The Tidy R OMOP CDM packages rely on dplyr and dbplyr to manipulate data from a cdm_reference object. The cdm_reference is the central object in the ecosystem — a named list of lazy database table references, all pointing to the same underlying data source. It is defined in omopgenerics, the package that every other package in the ecosystem depends on.

This chapter describes what omopgenerics provides and which other core packages are useful enough to consider importing or suggesting.

5.1 omopgenerics

omopgenerics defines the classes and methods that give the ecosystem its coherence. It is a deliberately minimal package: its only external dependencies are dplyr, dbplyr, cli, glue, and rlang. This keeps its footprint small so that depending on it does not burden downstream packages.

5.1.1 Classes

The four main classes defined by omopgenerics are:

cdm_reference is the central object of the whole ecosystem. It is a named list whose elements are lazy table references pointing to OMOP CDM tables in a database, along with any cohort or other tables associated with the CDM. The cdm_reference knows which database back-end it is connected to, what the CDM name is, and what schema to write results into. Every analytical function in the ecosystem takes a cdm_reference (or a table derived from one) as its first argument.

library(omopgenerics)

# Access CDM properties
cdmName(cdm)
cdmVersion(cdm)
cdmSource(cdm)
sourceType(cdm)

# Insert, read, list, and drop tables in the write schema
cdm <- insertTable(cdm, name = "my_table", table = my_data)
cdm <- readSourceTable(cdm, name = "my_table")
listSourceTables(cdm)
cdm <- dropSourceTable(cdm, name = "my_table")

cdm_table is the class of any table that belongs to a cdm_reference. All CDM tables carry a back-reference to their parent cdm_reference, which means you can always navigate from a table back to the full CDM:

cdmReference(cdm$person)   # returns the full cdm_reference
cdmName(cdm$person)        # works just like cdmName(cdm)
tableName(cdm$person)      # returns "person"

omop_table is a subclass of cdm_table that protects the integrity of the standard OMOP CDM tables. It prevents removal of required columns and enforces that a table assigned to cdm$person must actually be named person. Filtering, mutating, and adding columns are all permitted — only operations that would break the CDM schema are blocked.
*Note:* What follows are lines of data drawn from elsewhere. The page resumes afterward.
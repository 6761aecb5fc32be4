//! Filesystem-backed collaborators for publishing without a backend.

use super::{BlobStore, ProfileRegistry};
use anyhow::{anyhow, Context, Result};
use serde::{Deserialize, Serialize};
use std::path::{Path, PathBuf};

/// Stores CVs as files in a directory.
///
/// URLs are `base_url/name` when a base URL is configured (e.g. the directory
/// is served by a web server), otherwise `file://` URLs to the written file.
#[derive(Debug, Clone, Serialize, Deserialize)]
pub struct DirectoryBlobStore {
    pub directory: PathBuf,
    #[serde(default)]
    pub base_url: Option<String>,
}

impl BlobStore for DirectoryBlobStore {
    fn put(&self, name: &str, bytes: &[u8]) -> Result<String> {
        std::fs::create_dir_all(&self.directory).with_context(|| {
            format!("Failed to create blob directory {}", self.directory.display())
        })?;
        let path = self.directory.join(name);
        std::fs::write(&path, bytes)
            .with_context(|| format!("Failed to write {}", path.display()))?;

        let url = match &self.base_url {
            Some(base) => format!("{}/{}", base.trim_end_matches('/'), name),
            None => {
                let path = path
                    .canonicalize()
                    .with_context(|| format!("Failed to resolve {}", path.display()))?;
                format!("file://{}", path.display())
            }
        };
        log::info!("Stored {} bytes as {url}", bytes.len());
        Ok(url)
    }
}

/// Records the CV URL in the profile JSON file it was rendered from.
///
/// Only the `cvUrl` key is touched; every other field is written back as it
/// was read.
#[derive(Debug, Clone)]
pub struct JsonProfileRegistry {
    path: PathBuf,
}

impl JsonProfileRegistry {
    pub fn new<P: AsRef<Path>>(path: P) -> JsonProfileRegistry {
        JsonProfileRegistry {
            path: path.as_ref().to_path_buf(),
        }
    }
}

impl ProfileRegistry for JsonProfileRegistry {
    fn set_cv_url(&self, profile_id: &str, url: &str) -> Result<()> {
        let contents = std::fs::read_to_string(&self.path)
            .with_context(|| format!("Failed to read profile {}", self.path.display()))?;
        let mut profile: serde_json::Value = serde_json::from_str(&contents)
            .with_context(|| format!("Failed to parse profile {}", self.path.display()))?;

        let object = profile
            .as_object_mut()
            .ok_or_else(|| anyhow!("Profile {} is not a JSON object", self.path.display()))?;
        let stored_id = object.get("id").and_then(|id| id.as_str()).unwrap_or_default();
        if stored_id != profile_id {
            return Err(anyhow!(
                "Profile {} belongs to `{stored_id}`, not `{profile_id}`",
                self.path.display()
            ));
        }
        object.insert("cvUrl".to_string(), serde_json::Value::from(url));

        let contents = serde_json::to_string_pretty(&profile)
            .with_context(|| "Failed to serialize profile")?;
        std::fs::write(&self.path, contents)
            .with_context(|| format!("Failed to write profile {}", self.path.display()))?;
        Ok(())
    }
}
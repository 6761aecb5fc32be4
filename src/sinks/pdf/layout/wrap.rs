use crate::sinks::pdf::fonts::{LoadedFonts, Weight};

/// A stretch of text in a single weight.
#[derive(Clone, Debug, PartialEq)]
pub struct Run {
    pub text: String,
    pub weight: Weight,
}

impl Run {
    pub fn new<S: ToString>(text: S, weight: Weight) -> Run {
        Run {
            text: text.to_string(),
            weight,
        }
    }
}

pub type Line = Vec<Run>;

enum Token<'t> {
    Word {
        text: &'t str,
        weight: Weight,
        spaced: bool,
    },
    Break,
}

fn tokenize(runs: &[Run]) -> Vec<Token<'_>> {
    let mut tokens = Vec::new();
    let mut pending_space = false;
    for run in runs {
        for (i, hard_line) in run.text.split('\n').enumerate() {
            if i > 0 {
                tokens.push(Token::Break);
                pending_space = false;
            }
            let mut rest = hard_line;
            loop {
                let trimmed = rest.trim_start();
                if trimmed.len() != rest.len() {
                    pending_space = true;
                }
                if trimmed.is_empty() {
                    break;
                }
                let end = trimmed.find(char::is_whitespace).unwrap_or(trimmed.len());
                tokens.push(Token::Word {
                    text: &trimmed[..end],
                    weight: run.weight,
                    spaced: pending_space,
                });
                pending_space = false;
                rest = &trimmed[end..];
            }
        }
    }
    tokens
}

fn push_text(line: &mut Line, text: &str, weight: Weight) {
    match line.last_mut() {
        Some(last) if last.weight == weight => last.text.push_str(text),
        _ => line.push(Run::new(text, weight)),
    }
}

/// Split a word wider than the line into pieces that each fit.
fn split_word(
    word: &str,
    weight: Weight,
    max_width: f32,
    fonts: &LoadedFonts,
    size: f32,
) -> Vec<String> {
    let mut pieces = Vec::new();
    let mut piece = String::new();
    let mut width = 0.0;
    for c in word.chars() {
        let mut buf = [0u8; 4];
        let cw = fonts.width_of(c.encode_utf8(&mut buf), weight, size);
        if !piece.is_empty() && width + cw > max_width {
            pieces.push(std::mem::take(&mut piece));
            width = 0.0;
        }
        piece.push(c);
        width += cw;
    }
    if !piece.is_empty() {
        pieces.push(piece);
    }
    pieces
}

/// Greedy word wrap over mixed-weight runs.
///
/// Whitespace between words collapses to a single space, `\n` forces a break
/// and a word that can't fit on an empty line is broken between characters.
/// Blank input gives no lines at all.
pub fn wrap_runs(runs: &[Run], max_width: f32, fonts: &LoadedFonts, size: f32) -> Vec<Line> {
    let mut lines: Vec<Line> = Vec::new();
    let mut line: Line = Vec::new();
    let mut width = 0.0;

    for token in tokenize(runs) {
        let (text, weight, spaced) = match token {
            Token::Break => {
                lines.push(std::mem::take(&mut line));
                width = 0.0;
                continue;
            }
            Token::Word {
                text,
                weight,
                spaced,
            } => (text, weight, spaced),
        };

        let word_width = fonts.width_of(text, weight, size);
        let mut space_width = if spaced && !line.is_empty() {
            fonts.width_of(" ", weight, size)
        } else {
            0.0
        };

        if !line.is_empty() && width + space_width + word_width > max_width {
            lines.push(std::mem::take(&mut line));
            width = 0.0;
            space_width = 0.0;
        }

        if line.is_empty() && word_width > max_width {
            let mut pieces = split_word(text, weight, max_width, fonts, size);
            let last = pieces.pop().unwrap_or_default();
            for piece in pieces {
                lines.push(vec![Run::new(piece, weight)]);
            }
            width = fonts.width_of(&last, weight, size);
            push_text(&mut line, &last, weight);
            continue;
        }

        if space_width > 0.0 {
            push_text(&mut line, " ", weight);
        }
        push_text(&mut line, text, weight);
        width += space_width + word_width;
    }

    if !line.is_empty() {
        lines.push(line);
    }
    lines
}

/// Width of an already wrapped line.
pub fn line_width(line: &[Run], fonts: &LoadedFonts, size: f32) -> f32 {
    line.iter()
        .map(|run| fonts.width_of(&run.text, run.weight, size))
        .sum()
}

#[cfg(test)]
mod tests {
    use super::*;
    use pretty_assertions::assert_eq;

    fn plain(lines: &[Line]) -> Vec<String> {
        lines
            .iter()
            .map(|l| l.iter().map(|r| r.text.as_str()).collect())
            .collect()
    }

    #[test]
    fn short_text_stays_on_one_line() {
        let fonts = LoadedFonts::Helvetica;
        let lines = wrap_runs(&[Run::new("Hola  mundo", Weight::Regular)], 500.0, &fonts, 10.0);
        assert_eq!(plain(&lines), vec!["Hola mundo"]);
    }

    #[test]
    fn blank_text_has_no_lines() {
        let fonts = LoadedFonts::Helvetica;
        assert!(wrap_runs(&[Run::new("   ", Weight::Regular)], 500.0, &fonts, 10.0).is_empty());
        assert!(wrap_runs(&[], 500.0, &fonts, 10.0).is_empty());
    }

    #[test]
    fn wraps_at_word_boundaries_within_width() {
        let fonts = LoadedFonts::Helvetica;
        let text = "lorem ipsum dolor sit amet ".repeat(20);
        let lines = wrap_runs(&[Run::new(&text, Weight::Regular)], 200.0, &fonts, 10.0);
        assert!(lines.len() > 3);
        for line in &lines {
            assert!(line_width(line, &fonts, 10.0) <= 200.0);
        }
        let rejoined = plain(&lines).join(" ");
        assert_eq!(rejoined, text.trim_end());
    }

    #[test]
    fn mixed_weights_keep_their_runs() {
        let fonts = LoadedFonts::Helvetica;
        let lines = wrap_runs(
            &[
                Run::new("Fecha de nacimiento", Weight::Bold),
                Run::new(": 12-05-1990", Weight::Regular),
            ],
            500.0,
            &fonts,
            10.0,
        );
        assert_eq!(
            lines,
            vec![vec![
                Run::new("Fecha de nacimiento", Weight::Bold),
                Run::new(": 12-05-1990", Weight::Regular),
            ]]
        );
    }

    #[test]
    fn overlong_words_are_split() {
        let fonts = LoadedFonts::Helvetica;
        let word = "x".repeat(100);
        let lines = wrap_runs(&[Run::new(&word, Weight::Regular)], 50.0, &fonts, 10.0);
        assert!(lines.len() > 1);
        assert_eq!(plain(&lines).concat(), word);
        for line in &lines {
            assert!(line_width(line, &fonts, 10.0) <= 50.0);
        }
    }

    #[test]
    fn newlines_force_breaks() {
        let fonts = LoadedFonts::Helvetica;
        let lines = wrap_runs(&[Run::new("uno\ndos\n\ntres", Weight::Regular)], 500.0, &fonts, 10.0);
        assert_eq!(plain(&lines), vec!["uno", "dos", "", "tres"]);
    }
}
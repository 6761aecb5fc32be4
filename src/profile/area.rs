use std::fmt;

/// Work area of an experience record.
///
/// The backend stores areas as a composite `"id,label"` string. Only the label
/// is meant for humans; the numeric identifier must never reach the page. A
/// value without a comma is taken to be a bare label.
#[derive(Debug, Clone, PartialEq, Eq)]
pub struct Area {
    pub id: Option<u32>,
    pub label: String,
}

impl Area {
    pub fn parse(raw: &str) -> Area {
        match raw.split_once(',') {
            Some((id, rest)) => Area {
                id: id.trim().parse().ok(),
                label: rest.split(',').next().unwrap_or_default().trim().to_string(),
            },
            None => Area {
                id: None,
                label: raw.trim().to_string(),
            },
        }
    }
}

impl fmt::Display for Area {
    fn fmt(&self, f: &mut fmt::Formatter<'_>) -> fmt::Result {
        write!(f, "{}", self.label)
    }
}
# This is blocked — person_id is required
cdm$person <- cdm$person |> select(-person_id)
#> Error: person_id is not present in table person

# This is fine — adding a column is allowed
cdm$person <- cdm$person |> mutate(extra_col = "my_content")

cohort_table extends cdm_table with the structure required for a study cohort. A cohort table has exactly four columns (cohort_definition_id, subject_id, cohort_start_date, cohort_end_date) and carries three mandatory attributes stored as database tables: the cohort set (metadata per cohort), the attrition log (a record of how many records and subjects were retained at each step), and the cohort codelist (the clinical codes used to define each cohort).
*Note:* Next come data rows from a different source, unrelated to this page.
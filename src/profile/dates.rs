//! Lenient date parsing for values coming from the profile endpoint.
//!
//! The backend is inconsistent about date formats: timestamps, ISO dates and
//! day-first dates entered by hand all show up. Anything that parses is
//! normalised; anything that doesn't is rendered as-is by the caller.

use chrono::{DateTime, NaiveDate, NaiveDateTime};

const DATE_TIME_FORMATS: &[&str] = &[
    "%Y-%m-%dT%H:%M:%S%.f",
    "%Y-%m-%dT%H:%M:%S",
    "%Y-%m-%d %H:%M:%S%.f",
    "%Y-%m-%d %H:%M:%S",
];

const DATE_FORMATS: &[&str] = &["%Y-%m-%d", "%Y/%m/%d", "%d/%m/%Y", "%d-%m-%Y", "%d.%m.%Y"];

/// Parse a date in any of the formats the backend is known to produce.
pub fn parse(raw: &str) -> Option<NaiveDate> {
    let raw = raw.trim();
    if raw.is_empty() {
        return None;
    }

    if let Ok(dt) = DateTime::parse_from_rfc3339(raw) {
        return Some(dt.date_naive());
    }

    for format in DATE_TIME_FORMATS {
        if let Ok(dt) = NaiveDateTime::parse_from_str(raw, format) {
            return Some(dt.date());
        }
    }

    for format in DATE_FORMATS {
        if let Ok(date) = NaiveDate::parse_from_str(raw, format) {
            return Some(date);
        }
    }

    // month precision, e.g. "2021-07"
    NaiveDate::parse_from_str(&format!("{raw}-01"), "%Y-%m-%d").ok()
}

/// `dd-MM-yyyy`
pub fn format_day_month_year(date: NaiveDate) -> String {
    date.format("%d-%m-%Y").to_string()
}
//! Repeated-collection sections.
//!
//! Each non-empty collection gets a section header followed by one block per
//! record, in the order the profile lists them. A block is framed by light
//! grey dividers: a bold title line, then `"Label: value"` detail lines that
//! go through the line writer so labels are bolded and dates normalised.
//! Empty collections produce nothing at all, not even the header.

use super::line::{write_line, write_paragraph, write_styled};
use super::section::write_section;
use crate::profile::{
    CompetencyRecord, CourseRecord, EducationRecord, ExperienceRecord, LanguageRecord,
    PersonalReference, ProfileDocument, Responsibilities, SkillRecord, SocialLink,
};
use crate::sinks::pdf::fonts::Weight;
use crate::sinks::pdf::layout::{colours, Canvas};

const RECORD_DIVIDER_THICKNESS: f32 = 0.5;

/// Write `"label: value"` unless the value is blank.
pub(super) fn detail(canvas: &mut Canvas, label: &str, value: &str) {
    let value = value.trim();
    if !value.is_empty() {
        write_line(canvas, &format!("{label}: {value}"));
    }
}

fn title(canvas: &mut Canvas, text: &str) {
    if !text.trim().is_empty() {
        write_styled(canvas, text.trim(), Weight::Bold);
    }
}

/// A divider-framed record block.
fn record_block<F: FnOnce(&mut Canvas)>(canvas: &mut Canvas, body: F) {
    let gap = canvas.config.record_gap_pt;
    let line_height = canvas.config.line_height_pt;
    // keep the opening divider with the record's first two lines
    canvas.ensure_space(gap + 2.0 * line_height);
    canvas.draw_rule(0.0, RECORD_DIVIDER_THICKNESS, colours::LIGHT_GREY);
    canvas.advance(gap);

    body(canvas);

    canvas.draw_rule(0.0, RECORD_DIVIDER_THICKNESS, colours::LIGHT_GREY);
    canvas.advance(canvas.config.record_trailing_gap_pt);
}

fn collection<T, F>(canvas: &mut Canvas, heading: &str, records: &[T], mut render_record: F)
where
    F: FnMut(&mut Canvas, &T),
{
    if records.is_empty() {
        log::debug!("Skipping empty section `{heading}`");
        return;
    }

    let estimate = canvas.config.section_estimate_pt;
    write_section(canvas, heading, estimate);
    for record in records {
        record_block(canvas, |canvas| render_record(canvas, record));
    }
}

pub fn education(canvas: &mut Canvas, records: &[EducationRecord]) {
    let labels = canvas.config.locale.labels();
    collection(canvas, labels.education, records, |canvas, record| {
        title(canvas, &record.title);
        detail(canvas, labels.institution, &record.institution);
        detail(canvas, labels.level, &record.level);
        detail(canvas, labels.field, &record.field);
        if !record.start_date.trim().is_empty() {
            let period = labels.period(&record.start_date, record.end_date.as_deref());
            detail(canvas, labels.period, &period);
        }
    });
}

fn responsibilities(canvas: &mut Canvas, responsibilities: &Responsibilities) {
    if responsibilities.is_empty() {
        return;
    }

    let line_height = canvas.config.line_height_pt;
    let base = canvas.config.responsibilities_base_pt;
    let estimate = match responsibilities {
        Responsibilities::NumberedList(items) => base + items.len() as f32 * line_height,
        Responsibilities::Paragraph(_) => base + line_height,
    };
    canvas.ensure_space(estimate.min(canvas.state.content_height()));

    let labels = canvas.config.locale.labels();
    write_styled(canvas, labels.responsibilities, Weight::Bold);
    match responsibilities {
        Responsibilities::Paragraph(text) => write_paragraph(canvas, text),
        Responsibilities::NumberedList(_) => {
            for item in responsibilities.lines() {
                write_line(canvas, &item);
            }
        }
    }
}

pub fn experience(canvas: &mut Canvas, records: &[ExperienceRecord]) {
    let labels = canvas.config.locale.labels();
    collection(canvas, labels.experience, records, |canvas, record| {
        title(canvas, &record.company);
        detail(canvas, labels.position, &record.position);
        detail(canvas, labels.area, &record.area().label);
        if !record.start_date.trim().is_empty() {
            let period = labels.period(&record.start_date, record.end_date.as_deref());
            detail(canvas, labels.period, &period);
        }
        responsibilities(canvas, &record.responsibilities());

        let reference = [&record.reference_name, &record.reference_contact]
            .into_iter()
            .flatten()
            .map(|s| s.trim())
            .filter(|s| !s.is_empty())
            .collect::<Vec<&str>>()
            .join(" - ");
        detail(canvas, labels.reference, &reference);
    });
}

pub fn courses(canvas: &mut Canvas, records: &[CourseRecord]) {
    let labels = canvas.config.locale.labels();
    collection(canvas, labels.courses, records, |canvas, record| {
        title(canvas, &record.name);
        detail(canvas, labels.institution, &record.institution);
        if let Some(hours) = record.hours {
            detail(canvas, labels.hours, &hours.to_string());
        }
        if let Some(date) = &record.date {
            detail(canvas, labels.date, date);
        }
    });
}

fn leveled(canvas: &mut Canvas, name: &str, level: &str) {
    let label = canvas.config.locale.labels().level;
    title(canvas, name);
    detail(canvas, label, level);
}

pub fn languages(canvas: &mut Canvas, records: &[LanguageRecord]) {
    let heading = canvas.config.locale.labels().languages;
    collection(canvas, heading, records, |canvas, record| {
        leveled(canvas, &record.name, &record.level)
    });
}

pub fn skills(canvas: &mut Canvas, records: &[SkillRecord]) {
    let heading = canvas.config.locale.labels().skills;
    collection(canvas, heading, records, |canvas, record| {
        leveled(canvas, &record.name, &record.level)
    });
}

pub fn competencies(canvas: &mut Canvas, records: &[CompetencyRecord]) {
    let heading = canvas.config.locale.labels().competencies;
    collection(canvas, heading, records, |canvas, record| {
        leveled(canvas, &record.name, &record.level)
    });
}

pub fn social_links(canvas: &mut Canvas, records: &[SocialLink]) {
    let heading = canvas.config.locale.labels().social_links;
    collection(canvas, heading, records, |canvas, link| {
        title(canvas, &link.network);
        // URLs carry a colon of their own
        write_paragraph(canvas, link.url.trim());
    });
}

pub fn references(canvas: &mut Canvas, records: &[PersonalReference]) {
    let labels = canvas.config.locale.labels();
    collection(canvas, labels.references, records, |canvas, reference| {
        title(canvas, &reference.name);
        for (label, value) in [
            (labels.relationship, &reference.relationship),
            (labels.phone, &reference.phone),
            (labels.email, &reference.email),
        ] {
            if let Some(value) = value {
                detail(canvas, label, value);
            }
        }
    });
}

/// Every collection section, in document order.
pub fn render_all(canvas: &mut Canvas, profile: &ProfileDocument, mut tick: impl FnMut(&str)) {
    let labels = canvas.config.locale.labels();
    education(canvas, profile.education());
    tick(labels.education);
    experience(canvas, profile.experience());
    tick(labels.experience);
    courses(canvas, profile.courses());
    tick(labels.courses);
    languages(canvas, profile.languages());
    tick(labels.languages);
    skills(canvas, profile.skills());
    tick(labels.skills);
    competencies(canvas, profile.competencies());
    tick(labels.competencies);
    social_links(canvas, profile.social_links());
    tick(labels.social_links);
    references(canvas, profile.references());
    tick(labels.references);
}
settings(cdm$my_cohort)      # cohort set: name, cdm_version, vocabulary_version
cohortCount(cdm$my_cohort)   # records and subjects per cohort
attrition(cdm$my_cohort)     # full attrition table

# Record a new attrition step after filtering
cdm$my_cohort <- cdm$my_cohort |>
  filter(subject_id %% 2 == 0) |>
  compute(name = "my_cohort") |>
  recordCohortAttrition("Only even subjects")

5.1.2 Codelists

omopgenerics defines three classes for representing clinical code lists:

codelist: a named list of integer vectors, one per concept set.
codelist_with_details: a named list of tibbles, where each tibble contains concept_id alongside additional properties (e.g. concept_name, domain_id).
concept_set_expression: a named list of tibbles with concept_id, excluded, descendants, and mapped columns — matching the ATLAS JSON format and the OHDSI TAB guidelines.

# Create a simple codelist
cl <- newCodelist(list(hypertension = c(316866L, 320128L), diabetes = c(201826L)))

# Combine and subset
c(cl, newCodelist(list(asthma = 317009L)))
cl["hypertension"]

# Export and import (JSON is compatible with ATLAS)
exportCodelist(cl, path = here::here(), type = "json")
cl <- importCodelist(path = here::here(), type = "json")

In general, analytical functions in the ecosystem accept a conceptSet argument that can be any of these three classes (or a plain named list of integers that will be coerced to a codelist).

5.1.3 The `summarised_result` class

summarised_result is the standard result format for all analytics functions in the ecosystem. It is a tibble with 13 compulsory columns. See Chapter 9 for a full description and guidance on how to create and populate it.

5.1.4 Methods

omopgenerics exports a set of generic S3 methods that packages implement for their own classes:

Generic	Purpose
`cdmName()`	Return the name of the CDM instance
`cdmVersion()`	Return the CDM version
`cdmSource()`	Return the `cdm_source` object
`sourceType()`	Return the back-end type (e.g. `"duckdb"`)
`tableName()`	Return the name of a `cdm_table`
`settings()`	Return cohort set metadata
`cohortCount()`	Return record/subject counts per cohort
`attrition()`	Return the attrition log
`cohortCodelist()`	Return the codelist used to build a cohort
`recordCohortAttrition()`	Append a step to the attrition log
`bind()`	Bind two `summarised_result` objects together
`suppress()`	Apply small-number suppression to a `summarised_result`

5.1.5 Input validation functions

omopgenerics provides validate* functions for the arguments that appear repeatedly across the ecosystem. Using these instead of writing bespoke validation code keeps error messages consistent across packages. See Chapter 8 for full details and examples. The available validators are:

validateCdmArgument(), validateCohortArgument(), validateCohortIdArgument(), validateConceptSetArgument(), validateNameArgument(), validateNameStyle(), validateResultArgument(), validateStrataArgument(), validateWindowArgument(), validateAgeGroupArgument().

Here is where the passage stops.